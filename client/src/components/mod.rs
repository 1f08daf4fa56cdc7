//! Reusable UI component modules.
//!
//! SYSTEM CONTEXT
//! ==============
//! Components render shared chrome (navigation, guards, notices) while
//! reading shared state from Leptos context providers.

pub mod blog_card;
pub mod guard;
pub mod loader;
pub mod nav_bar;
pub mod notice_tray;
-=-=-=-=-
◆ **What is expected**:
Print every record above exactly as it stands.

◆ **Output of the exercise**:
filename client/src/components/mod.rs
repository 1f08daf4fa56cdc7
//! Reusable UI component modules.
//!
//! SYSTEM CONTEXT
//! ==============
//! Components render shared chrome (navigation, guards, notices) while
//! reading shared state from Leptos context providers.

pub mod blog_card;
pub mod guard;
pub mod loader;
pub mod nav_bar;
pub mod notice_tray;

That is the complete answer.